Estaba segura, yo que nunca he estado segura de nada, de que mi marido tenía una amante, así como también estaba segura de que no me amaba, pero eso es algo de lo que todos, ahora lo veo, siempre estuvieron seguros. Esa vez la certeza era solo mía, puesto que nadie parecía estar dispuesto a creerme o, mejor dicho, todos parecían estar dispuestos a mentirme, pero esa vez, por alguna extraña razón, era yo quien no estaba dispuesta a dejarse engañar. Así que también mentí, como él, como todos, incluso como usted. Siempre supe tanto y luché como loca contra ese saber que me hacía daño, que me desgarraba y que alguna vez me hizo ir al baño, abrir el grifo y cortarme las venas con la primera cosa filosa que tuve a mano.  Era mejor eso a aceptar que sabía. Pero estoy cansada de dejar que la vida se me escape por desagües inmundos, como esos que alimentan los canales de la romántica Venecia, “la más inverosímil de las ciudades”, nuestra Venecia. Usted también me mintió.

            Odio Creta doctor, la odio desde entonces o quizás desde siempre, así como también odiaba la casa de mis padres con sus fines de semana atiborrados de gente. Sentía que entre todos me asfixiaban.

            No hubo discusiones inútiles, en realidad nunca hubo nada. Si intenté quitarme la vida en ese entonces no fue porque hubiese muerto mi madre. La primera vez que lo intenté tenía dieciséis años y supe que si fallaba tarde o temprano volvería a intentarlo. Fallé y me quedó un sabor amargo en la garganta, tan amargo como el pastel del día de nuestra boda, ¿o debo decir “mi”’? En todo caso ahora digo “su”.
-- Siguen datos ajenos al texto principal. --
use crossterm::event::{
    Event, KeyCode, KeyEvent, KeyEventKind, KeyModifiers, MouseButton, MouseEvent, MouseEventKind,
};
use ratatui::layout::{Position, Rect};

use crate::app::{App, Message, Model};
use crate::editor::Direction;

const WHEEL_LINES: usize = 3;

impl App {
    pub(super) fn handle_event(&self, event: &Event, model: &Model) -> Option<Message> {
        let _ = self;
        match event {
            Event::Key(key) if key.kind != KeyEventKind::Release => handle_key(*key, model),
            Event::Paste(text) if !model.help_visible => {
                Some(Message::EditorInsertStr(text.clone()))
            }
            Event::Mouse(mouse) => handle_mouse(*mouse, model),
            Event::Resize(width, height) => Some(Message::Resize(*width, *height)),
            _ => None,
        }
    }
}

pub(super) fn handle_key(key: KeyEvent, model: &Model) -> Option<Message> {
    if model.help_visible {
        return match key.code {
            KeyCode::Up => Some(Message::HelpScrollUp(1)),
            KeyCode::Down => Some(Message::HelpScrollDown(1)),
            KeyCode::PageUp => Some(Message::HelpScrollUp(10)),
            KeyCode::PageDown => Some(Message::HelpScrollDown(10)),
            _ => Some(Message::HideHelp),
        };
    }

    let ctrl = key.modifiers.contains(KeyModifiers::CONTROL);
    let alt = key.modifiers.contains(KeyModifiers::ALT);

    if ctrl {
        return match key.code {
            KeyCode::Char('q' | 'c') => Some(Message::Quit),
            KeyCode::Char('r') => Some(Message::Convert),
            KeyCode::Char('p') => Some(Message::ToggleViewMode),
            KeyCode::Char('y') => Some(Message::CopyOutput),
            KeyCode::Char('s') => Some(Message::DownloadOutput),
            KeyCode::Char('w') => Some(Message::ToggleWatch),
            KeyCode::Left => Some(Message::EditorMoveWordLeft),
            KeyCode::Right => Some(Message::EditorMoveWordRight),
            KeyCode::Home => Some(Message::EditorMoveToStart),
            KeyCode::End => Some(Message::EditorMoveToEnd),
            _ => None,
        };
    }

    if alt {
        return match key.code {
            KeyCode::Up => Some(Message::OutputScrollUp(1)),
            KeyCode::Down => Some(Message::OutputScrollDown(1)),
            KeyCode::PageUp => Some(Message::OutputPageUp),
            KeyCode::PageDown => Some(Message::OutputPageDown),
            KeyCode::Home => Some(Message::OutputTop),
            KeyCode::End => Some(Message::OutputBottom),
            _ => None,
        };
    }

    match key.code {
        KeyCode::F(1) => Some(Message::ToggleHelp),
        KeyCode::F(2) => Some(Message::ToggleViewMode),
        KeyCode::F(3) => Some(Message::CopyOutput),
        KeyCode::F(4) => Some(Message::DownloadOutput),
        KeyCode::F(5) => Some(Message::Convert),

        KeyCode::Up => Some(Message::EditorMoveCursor(Direction::Up)),
        KeyCode::Down => Some(Message::EditorMoveCursor(Direction::Down)),
        KeyCode::Left => Some(Message::EditorMoveCursor(Direction::Left)),
        KeyCode::Right => Some(Message::EditorMoveCursor(Direction::Right)),
        KeyCode::Home => Some(Message::EditorMoveHome),
        KeyCode::End => Some(Message::EditorMoveEnd),
        KeyCode::PageUp => Some(Message::EditorPageUp),
        KeyCode::PageDown => Some(Message::EditorPageDown),

        KeyCode::Enter => Some(Message::EditorSplitLine),
        KeyCode::Backspace => Some(Message::EditorDeleteBack),
        KeyCode::Delete => Some(Message::EditorDeleteForward),
        KeyCode::Tab => Some(Message::EditorInsertStr("  ".to_string())),
        KeyCode::Char(c) => Some(Message::EditorInsertChar(c)),
        _ => None,
    }
}

pub(super) fn handle_mouse(mouse: MouseEvent, model: &Model) -> Option<Message> {
    if model.help_visible {
        return match mouse.kind {
            MouseEventKind::ScrollUp => Some(Message::HelpScrollUp(WHEEL_LINES)),
            MouseEventKind::ScrollDown => Some(Message::HelpScrollDown(WHEEL_LINES)),
            _ => None,
        };
    }

    let layout = crate::ui::app_layout(model.terminal_area(), model.diagnostic_count());
    let pos = Position::new(mouse.column, mouse.row);
    let in_editor = layout.editor.contains(pos);
    let in_output = layout.output.contains(pos);

    match mouse.kind {
        MouseEventKind::ScrollUp if in_editor => Some(Message::EditorScrollUp(WHEEL_LINES)),
        MouseEventKind::ScrollDown if in_editor => Some(Message::EditorScrollDown(WHEEL_LINES)),
        MouseEventKind::ScrollUp if in_output => Some(Message::OutputScrollUp(WHEEL_LINES)),
        MouseEventKind::ScrollDown if in_output => Some(Message::OutputScrollDown(WHEEL_LINES)),
        MouseEventKind::Down(MouseButton::Left) => {
            editor_click_target(model, layout.editor_text, pos)
                .map(|(line, col)| Message::EditorMoveTo(line, col))
        }
        _ => None,
    }
}

// Buffer line and character column under a click in the editor text area.
fn editor_click_target(model: &Model, text_area: Rect, pos: Position) -> Option<(usize, usize)> {
    if !text_area.contains(pos) {
        return None;
    }
    let gutter = crate::ui::editor_gutter_width(model.editor.line_count());
    let line = model.editor_scroll_offset + usize::from(pos.y - text_area.y);
    if line >= model.editor.line_count() {
        let last = model.editor.line_count().saturating_sub(1);
        return Some((last, usize::MAX));
    }
    let content_width = text_area.width.saturating_sub(gutter);
    let h_offset = crate::ui::editor_h_offset(model, content_width);
    let col = usize::from((pos.x - text_area.x).saturating_sub(gutter)) + h_offset;
    Some((line, col))
}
            En Creta fue la garganta. Después de aquella llamada fue la garganta. Marta, mi hermana mayor, llamó para decir que mamá había muerto. Comencé a sentir un cosquilleo insoportable en la garganta que me impedía tragar o articular palabras. Mi madre, quien desde hacía unos años había decidido odiarme, había muerto, y del otro lado del océano yo recibía la noticia por boca de la amante de mi marido. Así que corrí al baño y decidí tragarme todos los somníferos antes de que la garganta se me cerrara para siempre y fuera demasiado tarde. Fallé nuevamente. Las cosquillas se han ido, pero el sabor amargo continúa.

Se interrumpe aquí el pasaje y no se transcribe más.